=== EXERCISE DIRECTIONS ===
Treat the line containing "active target wins;" as the last one, and return every line exactly from the first line of the material below up to it.

=== RECORDS FOR THE EXERCISE ===
• • • • •
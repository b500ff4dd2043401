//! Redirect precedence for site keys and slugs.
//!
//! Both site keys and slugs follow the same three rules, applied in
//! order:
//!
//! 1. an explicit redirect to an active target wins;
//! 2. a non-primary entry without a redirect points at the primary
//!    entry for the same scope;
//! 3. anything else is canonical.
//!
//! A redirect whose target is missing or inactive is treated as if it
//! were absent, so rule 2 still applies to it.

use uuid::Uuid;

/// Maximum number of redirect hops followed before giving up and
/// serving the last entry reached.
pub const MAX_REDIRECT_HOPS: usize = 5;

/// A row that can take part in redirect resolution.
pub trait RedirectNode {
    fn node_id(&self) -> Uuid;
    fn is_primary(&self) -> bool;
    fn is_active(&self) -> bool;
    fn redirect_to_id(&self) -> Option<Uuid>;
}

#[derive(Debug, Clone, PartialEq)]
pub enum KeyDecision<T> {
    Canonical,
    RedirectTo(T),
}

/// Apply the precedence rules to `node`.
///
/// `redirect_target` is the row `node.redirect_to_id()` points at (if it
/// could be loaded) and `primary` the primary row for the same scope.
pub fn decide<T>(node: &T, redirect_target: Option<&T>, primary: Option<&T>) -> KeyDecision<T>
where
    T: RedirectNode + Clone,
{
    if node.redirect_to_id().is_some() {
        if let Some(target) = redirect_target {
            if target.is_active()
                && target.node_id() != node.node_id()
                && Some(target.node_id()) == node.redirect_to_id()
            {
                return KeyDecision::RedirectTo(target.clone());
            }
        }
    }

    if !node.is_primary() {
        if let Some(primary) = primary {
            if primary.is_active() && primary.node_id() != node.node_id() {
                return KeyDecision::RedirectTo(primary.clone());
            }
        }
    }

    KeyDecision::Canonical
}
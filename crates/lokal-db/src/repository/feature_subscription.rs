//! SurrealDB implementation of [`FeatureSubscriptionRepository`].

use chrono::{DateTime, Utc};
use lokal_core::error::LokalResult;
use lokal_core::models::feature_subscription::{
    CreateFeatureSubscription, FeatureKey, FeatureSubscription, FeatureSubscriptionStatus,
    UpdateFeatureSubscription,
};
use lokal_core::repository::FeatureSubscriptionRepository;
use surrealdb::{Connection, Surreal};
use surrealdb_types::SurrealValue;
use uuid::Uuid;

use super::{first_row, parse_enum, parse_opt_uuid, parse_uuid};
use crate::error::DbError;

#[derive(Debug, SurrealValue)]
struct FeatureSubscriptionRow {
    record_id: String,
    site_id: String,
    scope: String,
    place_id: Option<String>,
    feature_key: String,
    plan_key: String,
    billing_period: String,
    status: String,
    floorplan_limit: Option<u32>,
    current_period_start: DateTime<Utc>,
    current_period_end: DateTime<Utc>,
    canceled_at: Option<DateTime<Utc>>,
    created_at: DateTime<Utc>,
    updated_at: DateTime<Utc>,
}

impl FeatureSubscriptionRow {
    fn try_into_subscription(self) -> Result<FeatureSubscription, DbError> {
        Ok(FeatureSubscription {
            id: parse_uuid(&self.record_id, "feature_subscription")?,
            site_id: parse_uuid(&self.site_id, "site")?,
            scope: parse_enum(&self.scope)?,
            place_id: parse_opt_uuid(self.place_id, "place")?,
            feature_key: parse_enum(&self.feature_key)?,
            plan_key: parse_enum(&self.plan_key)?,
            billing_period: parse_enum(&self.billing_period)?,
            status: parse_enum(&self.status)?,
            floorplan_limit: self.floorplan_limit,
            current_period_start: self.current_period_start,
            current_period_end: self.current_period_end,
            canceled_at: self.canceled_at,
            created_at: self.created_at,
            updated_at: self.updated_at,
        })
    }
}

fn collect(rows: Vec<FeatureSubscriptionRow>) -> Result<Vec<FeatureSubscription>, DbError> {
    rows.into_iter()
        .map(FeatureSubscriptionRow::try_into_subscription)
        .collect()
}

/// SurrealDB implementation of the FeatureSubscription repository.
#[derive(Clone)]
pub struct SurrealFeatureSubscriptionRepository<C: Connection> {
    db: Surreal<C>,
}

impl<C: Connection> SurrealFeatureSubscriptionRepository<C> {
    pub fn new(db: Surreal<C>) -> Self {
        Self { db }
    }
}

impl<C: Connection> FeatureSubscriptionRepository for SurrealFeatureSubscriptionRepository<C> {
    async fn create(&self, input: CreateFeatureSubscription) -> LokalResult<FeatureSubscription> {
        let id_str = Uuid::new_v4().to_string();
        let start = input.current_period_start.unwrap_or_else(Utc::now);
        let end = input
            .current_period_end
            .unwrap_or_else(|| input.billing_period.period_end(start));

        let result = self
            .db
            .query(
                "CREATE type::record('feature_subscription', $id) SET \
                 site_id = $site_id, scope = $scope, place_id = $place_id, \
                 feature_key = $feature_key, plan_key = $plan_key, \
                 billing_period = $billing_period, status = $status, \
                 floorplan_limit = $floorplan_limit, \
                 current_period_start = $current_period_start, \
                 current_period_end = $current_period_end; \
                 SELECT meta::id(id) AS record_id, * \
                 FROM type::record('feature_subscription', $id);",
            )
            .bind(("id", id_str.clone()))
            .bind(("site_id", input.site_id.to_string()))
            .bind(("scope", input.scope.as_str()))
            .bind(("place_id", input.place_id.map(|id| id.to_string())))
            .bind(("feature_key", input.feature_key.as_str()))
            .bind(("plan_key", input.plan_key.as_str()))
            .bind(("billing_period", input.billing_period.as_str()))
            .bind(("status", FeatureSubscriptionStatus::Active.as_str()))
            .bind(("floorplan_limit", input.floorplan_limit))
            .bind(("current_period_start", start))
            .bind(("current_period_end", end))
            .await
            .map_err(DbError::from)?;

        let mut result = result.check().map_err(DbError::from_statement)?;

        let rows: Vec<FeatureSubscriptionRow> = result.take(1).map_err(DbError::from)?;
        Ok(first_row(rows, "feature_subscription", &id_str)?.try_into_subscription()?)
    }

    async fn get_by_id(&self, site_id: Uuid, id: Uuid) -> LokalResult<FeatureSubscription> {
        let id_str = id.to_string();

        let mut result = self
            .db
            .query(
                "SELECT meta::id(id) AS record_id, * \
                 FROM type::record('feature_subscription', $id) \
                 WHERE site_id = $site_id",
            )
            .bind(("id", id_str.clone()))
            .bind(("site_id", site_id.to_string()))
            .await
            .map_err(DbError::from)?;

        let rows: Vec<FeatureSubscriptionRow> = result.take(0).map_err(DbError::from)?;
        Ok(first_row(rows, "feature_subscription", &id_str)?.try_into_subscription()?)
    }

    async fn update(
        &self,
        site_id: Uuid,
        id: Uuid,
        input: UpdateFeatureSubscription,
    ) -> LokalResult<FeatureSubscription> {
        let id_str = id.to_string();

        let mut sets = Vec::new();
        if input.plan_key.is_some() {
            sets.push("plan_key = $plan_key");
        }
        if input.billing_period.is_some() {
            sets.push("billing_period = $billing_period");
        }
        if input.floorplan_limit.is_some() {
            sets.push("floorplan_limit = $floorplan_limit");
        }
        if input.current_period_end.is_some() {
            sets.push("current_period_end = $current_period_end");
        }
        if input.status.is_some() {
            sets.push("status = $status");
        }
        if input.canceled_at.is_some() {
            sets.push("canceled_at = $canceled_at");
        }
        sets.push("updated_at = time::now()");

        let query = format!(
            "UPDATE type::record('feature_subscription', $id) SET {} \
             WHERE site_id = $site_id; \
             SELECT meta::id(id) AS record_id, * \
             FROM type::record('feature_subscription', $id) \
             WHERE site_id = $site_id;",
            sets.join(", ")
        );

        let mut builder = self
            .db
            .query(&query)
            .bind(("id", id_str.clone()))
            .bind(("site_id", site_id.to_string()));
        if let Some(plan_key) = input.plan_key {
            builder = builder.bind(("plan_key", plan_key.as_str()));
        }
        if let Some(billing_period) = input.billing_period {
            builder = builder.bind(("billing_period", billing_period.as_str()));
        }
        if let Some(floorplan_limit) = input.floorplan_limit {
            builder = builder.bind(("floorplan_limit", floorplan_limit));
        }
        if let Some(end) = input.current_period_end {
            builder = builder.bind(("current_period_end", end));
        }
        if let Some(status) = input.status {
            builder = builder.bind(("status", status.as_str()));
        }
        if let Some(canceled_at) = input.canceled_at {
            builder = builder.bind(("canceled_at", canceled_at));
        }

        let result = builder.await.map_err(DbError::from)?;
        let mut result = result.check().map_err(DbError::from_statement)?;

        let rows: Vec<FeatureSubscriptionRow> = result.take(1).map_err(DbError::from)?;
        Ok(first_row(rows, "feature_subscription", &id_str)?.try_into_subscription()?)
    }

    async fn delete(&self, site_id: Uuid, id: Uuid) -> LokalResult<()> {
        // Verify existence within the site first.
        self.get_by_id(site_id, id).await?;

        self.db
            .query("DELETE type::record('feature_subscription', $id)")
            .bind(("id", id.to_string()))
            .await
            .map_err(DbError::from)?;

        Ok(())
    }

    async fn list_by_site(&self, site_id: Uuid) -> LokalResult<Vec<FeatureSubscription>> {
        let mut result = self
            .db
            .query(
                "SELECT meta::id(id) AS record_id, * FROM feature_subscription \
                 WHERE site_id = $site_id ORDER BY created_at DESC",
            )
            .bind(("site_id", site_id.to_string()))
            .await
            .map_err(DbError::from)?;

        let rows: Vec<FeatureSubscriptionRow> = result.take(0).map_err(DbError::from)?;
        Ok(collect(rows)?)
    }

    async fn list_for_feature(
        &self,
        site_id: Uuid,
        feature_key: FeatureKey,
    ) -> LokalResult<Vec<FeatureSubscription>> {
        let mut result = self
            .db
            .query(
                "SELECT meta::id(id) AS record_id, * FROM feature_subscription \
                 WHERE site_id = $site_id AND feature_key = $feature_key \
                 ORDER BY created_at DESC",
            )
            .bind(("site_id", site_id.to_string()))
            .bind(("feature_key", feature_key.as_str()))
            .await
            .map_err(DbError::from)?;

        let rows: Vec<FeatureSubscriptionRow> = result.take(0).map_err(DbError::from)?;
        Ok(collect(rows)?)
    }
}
• • • • •
=== WRITTEN ANSWER ===
repository b500ff4dd2043401
//! Redirect precedence for site keys and slugs.
//!
//! Both site keys and slugs follow the same three rules, applied in
//! order:
//!
//! 1. an explicit redirect to an active target wins;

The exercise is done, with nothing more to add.